A note with regard to the proposal distribution: In the Metropolis-Hastings algorithm the decision criterion is actually:

\begin{align} \alpha &= \frac{g(\theta')/q(\theta'|\theta_{i-1})}{g(\theta_{i-1})/q(\theta_{i-1})|\theta')} \end{align}

where $g(\cdot)$ is the PDF for a distribution that is proportional to the distribution that you want to sample from (here the Boltzmann distribution), $q(\cdot)$ is the PDF for the proposal distribution, $\theta'$ is a candidate value for sampling (here: state), and $\theta_{i-1}$ is the previous state or sampled value. It reduces to the simple form

\begin{align} \alpha &= \frac{g(\theta')}{g(\theta_{i-1})} = \frac{e^{-\beta E_j}}{e^{-\beta E_i}} \end{align}

if the proposal distribution is symmetric, as Michael Seifert has noted, i.e., if $q(\theta'|\theta_{i-1}) = q(\theta_{i-1}|\theta')$, which is the case for the simple proposal function here where $q(j|i) = q(i|j) = 0.5$.

Doing it by hand

Let's quickly do this by hand. First, we can come up with the transition probabilities for the other states, i.e., the diagonal will be calculated in the second step.

enter image description here

Then we can replace the $e_i$ in the diagonal with the probabilities for not switching to another energy level from the fact that each row needs to add up to one.

SecondMatrix

The transition matrix in numerical form looks like this:

matP // MatrixForm

numerical matrix

We can verify this nicely for the third row: Since each of the other states $E_1,E2$ has a lower energy level, the probability to switch to these states is simply the probability for this state being proposed (no state by itself cannot be a candidate) and thus $0.5$ in each case.

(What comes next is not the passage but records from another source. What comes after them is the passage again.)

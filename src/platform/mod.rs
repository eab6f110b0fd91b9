//! Platform layer: responsibility and boundaries
//!
//! This module is the ONLY place that talks to the native window system.
//! Services receive an `Arc<dyn NativePlatform>` and never call OS functions
//! directly, which keeps the cache, detector and minimizer testable against
//! the dry-run desktop.

mod dry_run;
mod r#trait;
#[cfg(windows)]
mod win32;

pub use self::dry_run::{spawn_demo_scenario, DryRunPlatform, DryRunWindow};
pub use self::r#trait::{
    create_platform, is_system_window, NativePlatform, PlatformBackend, SYSTEM_WINDOW_CLASSES,
};
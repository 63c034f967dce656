//! Commands issued by the controller and the results they produce.
//!
//! A [`Command`] is created once per request and never mutated afterwards.
//! Parameters are validated value objects, so a decoded [`CommandRequest`]
//! is always well-formed.

use chrono::{DateTime, Utc};
use serde::{Deserialize, Serialize};
use std::fmt;

use crate::error::DomainError;
use crate::ids::CommandId;
use crate::trade::TradeStatus;

/// Largest amount of coins a single stack can hold.
pub const MAX_CASH_STACK: u64 = 2_147_483_647;

/// Display names are at most 12 characters.
const MAX_PLAYER_NAME_LENGTH: usize = 12;

/// Chatbox input limit.
const MAX_CHAT_MESSAGE_LENGTH: usize = 80;

// ============================================================================
// Parameter value objects
// ============================================================================

/// A validated world number (non-zero).
#[derive(Debug, Clone, Copy, PartialEq, Eq, Hash, Serialize, Deserialize)]
#[serde(try_from = "u16", into = "u16")]
pub struct WorldNumber(u16);

impl WorldNumber {
    pub fn new(number: u16) -> Result<Self, DomainError> {
        if number == 0 {
            return Err(DomainError::validation("World number must be positive"));
        }
        Ok(Self(number))
    }

    pub fn get(self) -> u16 {
        self.0
    }
}

impl TryFrom<u16> for WorldNumber {
    type Error = DomainError;

    fn try_from(value: u16) -> Result<Self, Self::Error> {
        Self::new(value)
    }
}

impl From<WorldNumber> for u16 {
    fn from(value: WorldNumber) -> Self {
        value.0
    }
}

impl fmt::Display for WorldNumber {
    fn fmt(&self, f: &mut fmt::Formatter<'_>) -> fmt::Result {
        write!(f, "{}", self.0)
    }
}

/// A validated player display name (1-12 chars of letters, digits, space, `-`, `_`).
#[derive(Debug, Clone, PartialEq, Eq, Hash, Serialize, Deserialize)]
#[serde(try_from = "String", into = "String")]
pub struct PlayerName(String);

impl PlayerName {
    /// Create a new validated player name.
    ///
    /// # Errors
    ///
    /// Returns `DomainError::Validation` if the trimmed name is empty, longer
    /// than 12 characters, or contains characters a display name cannot hold.
    pub fn new(name: impl Into<String>) -> Result<Self, DomainError> {
        let name = name.into();
        let trimmed = name.trim();
        if trimmed.is_empty() {
            return Err(DomainError::validation("Player name cannot be empty"));
        }
        if trimmed.chars().count() > MAX_PLAYER_NAME_LENGTH {
            return Err(DomainError::validation(format!(
                "Player name cannot exceed {} characters",
                MAX_PLAYER_NAME_LENGTH
            )));
        }
        if !trimmed
            .chars()
            .all(|c| c.is_ascii_alphanumeric() || c == ' ' || c == '-' || c == '_')
        {
            return Err(DomainError::validation(
                "Player name contains invalid characters",
            ));
        }
        Ok(Self(trimmed.to_string()))
    }

    pub fn as_str(&self) -> &str {
        &self.0
    }

    /// Names compare case-insensitively and treat `_`, `-` and space alike,
    /// matching how the client renders them.
    pub fn matches(&self, other: &str) -> bool {
        fn normalize(c: char) -> char {
            match c {
                '_' | '-' => ' ',
                c => c.to_ascii_lowercase(),
            }
        }
        let other = other.trim();
        self.0.chars().count() == other.chars().count()
            && self
                .0
                .chars()
                .zip(other.chars())
                .all(|(a, b)| normalize(a) == normalize(b))
    }
}

impl TryFrom<String> for PlayerName {
    type Error = DomainError;

    fn try_from(value: String) -> Result<Self, Self::Error> {
        Self::new(value)
    }
}

impl From<PlayerName> for String {
    fn from(value: PlayerName) -> Self {
        value.0
    }
}

impl fmt::Display for PlayerName {
    fn fmt(&self, f: &mut fmt::Formatter<'_>) -> fmt::Result {
        write!(f, "{}", self.0)
    }
}

/// A validated coin amount (0 to [`MAX_CASH_STACK`]).
#[derive(Debug, Clone, Copy, PartialEq, Eq, PartialOrd, Ord, Hash, Serialize, Deserialize)]
#[serde(try_from = "u64", into = "u64")]
pub struct GpAmount(u64);

impl GpAmount {
    pub fn new(amount: u64) -> Result<Self, DomainError> {
        if amount > MAX_CASH_STACK {
            return Err(DomainError::validation(format!(
                "Amount cannot exceed {} coins",
                MAX_CASH_STACK
            )));
        }
        Ok(Self(amount))
    }

    pub fn get(self) -> u64 {
        self.0
    }
}

impl TryFrom<u64> for GpAmount {
    type Error = DomainError;

    fn try_from(value: u64) -> Result<Self, Self::Error> {
        Self::new(value)
    }
}

impl From<GpAmount> for u64 {
    fn from(value: GpAmount) -> Self {
        value.0
    }
}

impl fmt::Display for GpAmount {
    fn fmt(&self, f: &mut fmt::Formatter<'_>) -> fmt::Result {
        write!(f, "{}", self.0)
    }
}

/// A validated chat message (non-empty, at most 80 characters).
#[derive(Debug, Clone, PartialEq, Eq, Serialize, Deserialize)]
#[serde(try_from = "String", into = "String")]
pub struct ChatMessage(String);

Thus being in the third state means that there will be a switch with certainty and the probability for remaining in that state $P_{3,3}$ will be $0$.

If you go about finding the stationary distribution as before you will get your result:

M = DiscreteMarkovProcess[pinit, matP];
stationaryDistr = PDF[StationaryDistribution[M], Range[3]]
(* {0.665241, 0.244728, 0.0900306} *)

Doing it programmatically

pinit = {0, 1, 0};
e = {1, 2, 3};
beta = 1.;
matP = Table[ 
   Boole[ i != j ] 0.5 Min[1., Exp[ - beta (e[[j]] - e[[i]])]] 
   + Boole[ i == j] 0,
   {i, 3}, {j, 3}
   ];
Do[ matP[[i]] = matP[[i]] /.  x_ /; x == 0 -> 1 - Total[ matP[[i]] ], {i, 3} ];
M = DiscreteMarkovProcess[pinit, matP];
stationaryDistr = PDF[StationaryDistribution[M], Range[3]]
(* {0.665241, 0.244728, 0.0900306} *)

UPDATE:

We can make this solution a bit more general:

transitionMatrix = Function[ {e, b},
   Module[
      {
         n = Length @ e,
         matrix, row
      }
      ,
      matrix = Table[
         Boole[i != j] 1/(n - 1) Min[1., Exp[-b (e[[j]] - e[[i]])]]
         + Boole[i == j] 0.
         ,
         {i, n}, {j, n}
      ];
      Map[
         Function[ row, 
            row /. p_ /; p == 0 -> 1 - Total @ row
         ],
         matrix
      ]
   ]
];

pint = PadRight[ {1}, 10 ];
M = DiscreteMarkovProcess[ pint, transitionMatrix[ Range[10], 1 ] ];
PDF[ StationaryDistribution[M], Range[10] ]
(*{0.632149,0.232555,0.0855521,0.0314729,0.0115782,\
   0.00425939,0.00156694,0.000576446,0.000212062,0.0000780134} *)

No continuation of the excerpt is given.